El legendario poeta, erudito y pedagogo inglés Patrick O. Dudgeon, maestro de maestros de la lengua inglesa en la Argentina, me recordaba en reveladores encuentros particulares durante los inicios de los ‘80, que él pertenecía a las últimas generaciones formadas en las tradicionales universidades inglesas con una sólida base de estudios grecolatinos, cuya decadencia mundial en los años ’30 había coincidido, no casualmente, con el auge internacional de los sangrientos irracionalismos del siglo XX.
Acaso aquella tragedia educativa, que evoca los estragos bárbaros del Medioevo y los reúne en el simbólico acto de la destrucción de libros, sea explicable porque el vibrante humanismo que anima la cultura clásica y su Renacimiento, con su inagotable bagaje de valores centrados en el hombre, constituye la némesis de la seductora ductilidad que proponen las ideologías populistas, para las cuales cada individuo puede relajar a voluntad la íntima ley moral que define su condición humana, en supuesto aras de la masa y su razón.

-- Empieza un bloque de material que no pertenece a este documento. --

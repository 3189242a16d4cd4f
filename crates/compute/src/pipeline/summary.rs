//! Per-configuration result records.

use std::collections::BTreeMap;

use serde::Serialize;

use airshed_core::{AnalysisScope, ConfigurationKey, Event, Leakage, Pollutant};

use crate::algorithms::envelope::{Envelope, EnvelopeNotice};
use crate::algorithms::response::{mean_defined, Metric, MetricMeans, ResponseMetrics, ResponseReport};

/// Descriptive statistics over one detected event set.
#[derive(Debug, Clone, Default, PartialEq, Serialize)]
pub struct EventStats {
    pub count: usize,
    pub mean_duration: Option<f64>,
    pub mean_peak_value: Option<f64>,
    pub merged: usize,
    pub nan_gap: usize,
}

impl EventStats {
    pub fn from_events(events: &[Event]) -> Self {
        Self {
            count: events.len(),
            mean_duration: mean_defined(events.iter().map(|e| Some(e.duration as f64))),
            mean_peak_value: mean_defined(events.iter().map(|e| Some(e.peak_value))),
            merged: events.iter().filter(|e| e.quality.merged).count(),
            nan_gap: events.iter().filter(|e| e.quality.nan_gap).count(),
        }
    }
}

/// Metrics for one leakage variant: per-event records, per-metric vectors
/// in event order, and means ignoring undefined entries.
#[derive(Debug, Clone, PartialEq, Serialize)]
pub struct VariantMetrics {
    pub per_event: Vec<ResponseMetrics>,
    pub vectors: BTreeMap<Metric, Vec<Option<f64>>>,
    pub means: MetricMeans,
}

impl From<ResponseReport> for VariantMetrics {
    fn from(report: ResponseReport) -> Self {
        let vectors = Metric::ALL.iter().map(|&m| (m, report.vector(m))).collect();
        Self {
            per_event: report.per_event,
            vectors,
            means: report.means,
        }
    }
}

/// Events and scored metrics for one scope of a configuration.
#[derive(Debug, Clone, PartialEq, Serialize)]
pub struct ScopeAnalysis {
    pub scope: AnalysisScope,
    /// Outdoor percentile baseline events were scored against.
    pub baseline: Option<f64>,
    /// Detection thresholds per outdoor series; two entries for combined.
    pub thresholds: BTreeMap<Pollutant, f64>,
    pub events: Vec<Event>,
    pub stats: EventStats,
    pub variants: BTreeMap<Leakage, VariantMetrics>,
    /// Tight/leaky envelope of each metric mean.
    pub envelope: BTreeMap<Metric, Envelope>,
    /// Tight/leaky envelope per event, in event order.
    pub event_envelopes: Vec<BTreeMap<Metric, Envelope>>,
}

impl ScopeAnalysis {
    pub fn variant(&self, leakage: Leakage) -> Option<&VariantMetrics> {
        self.variants.get(&leakage)
    }

    /// Scalar aggregate for one metric under one variant.
    pub fn mean(&self, leakage: Leakage, metric: Metric) -> Option<f64> {
        self.variant(leakage).and_then(|v| v.means.get(metric))
    }
}

/// Bounded summary for one location × filter type × mode.
#[derive(Debug, Clone, PartialEq, Serialize)]
pub struct ConfigurationSummary {
    pub key: ConfigurationKey,
    pub samples: usize,
    pub pm25: ScopeAnalysis,
    pub pm10: ScopeAnalysis,
    pub combined: ScopeAnalysis,
    pub notices: Vec<EnvelopeNotice>,
}

impl ConfigurationSummary {
    pub fn scope(&self, scope: AnalysisScope) -> &ScopeAnalysis {
        match scope {
            AnalysisScope::Single(Pollutant::Pm25) => &self.pm25,
            AnalysisScope::Single(Pollutant::Pm10) => &self.pm10,
            AnalysisScope::Combined => &self.combined,
        }
    }

    pub fn event_count(&self) -> usize {
        self.pm25.stats.count + self.pm10.stats.count + self.combined.stats.count
    }
}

Como cada nueva etapa del pensamiento humano que incorpora a las precedentes una perspectiva enriquecedora, el posmodernismo imperante ha concretado aportes extraordinarios e imprescindibles, como la exaltación de la crítica, una suerte de “arqueología del saber” o las sutilezas del discurso y la intertextualidad, entre otros.
Sin embargo, el espíritu de la tabula rasa y del desprecio de la sustancialidad clásica como un conocimiento perimido, corre el riesgo de reducir los progresos posmodernos a huecos instrumentos autorreferenciales, como un perro mordiéndose la cola, o de convertir su genuina pulsión transgresora en el revival de un irracionalismo amoral, fomentando el arquetípico drama intelectual de nuestro tiempo, que consiste en un paradojal abismo entre el retrógrado pensamiento que rige buena parte del mundo, y los arrolladores avances de las ciencias duras hasta confines jamás explorados del universo, causa de la ominosa alienación del hombre actual, desconcertado frente al irrefrenable poder de las ciencias aplicadas, capaces hoy de clonar a capricho el físico y el espíritu de un hombre extraviado en un mapa sin referencias.
Frente a tan terrible disyuntiva, es vital que los ineludibles avances de la tecnología, sublimados en la IA, sean acompañados de un progreso equivalente en las ciencias del espíritu, como las llaman bellamente los alemanes, que preserve al ser humano de ser avasallado por máquinas y déspotas.
La educación básica de nuestro tiempo sufre de la sutil paradoja de subestimar a los niños y a los jóvenes juzgándolos incapaces de acceder a los conocimientos elevados que ofrecen los estudios clásicos, aunque aptos para ser objetos pasivos de alambicadas elaboraciones posmodernas, y enseñándoles a reemplazar la humilde curiosidad de antaño por la pedante complacencia de nuestro tiempo.
La recuperación del allure de los estudios clásicos para la currícula educativa manteniendo un saludable debate con el relativismo vigente constituiría, particularmente en un país proclive a enaltecer los argumentos de la pasión, una revolución humanista hacia la formación de jóvenes con pensamiento libre, capaces de discernir cómo tomar provecho de las infinitas virtudes de la tecnología y evitar los abundantes vicios del totalitarismo.
Publicado en La Nación el 17 de octubre de 2024.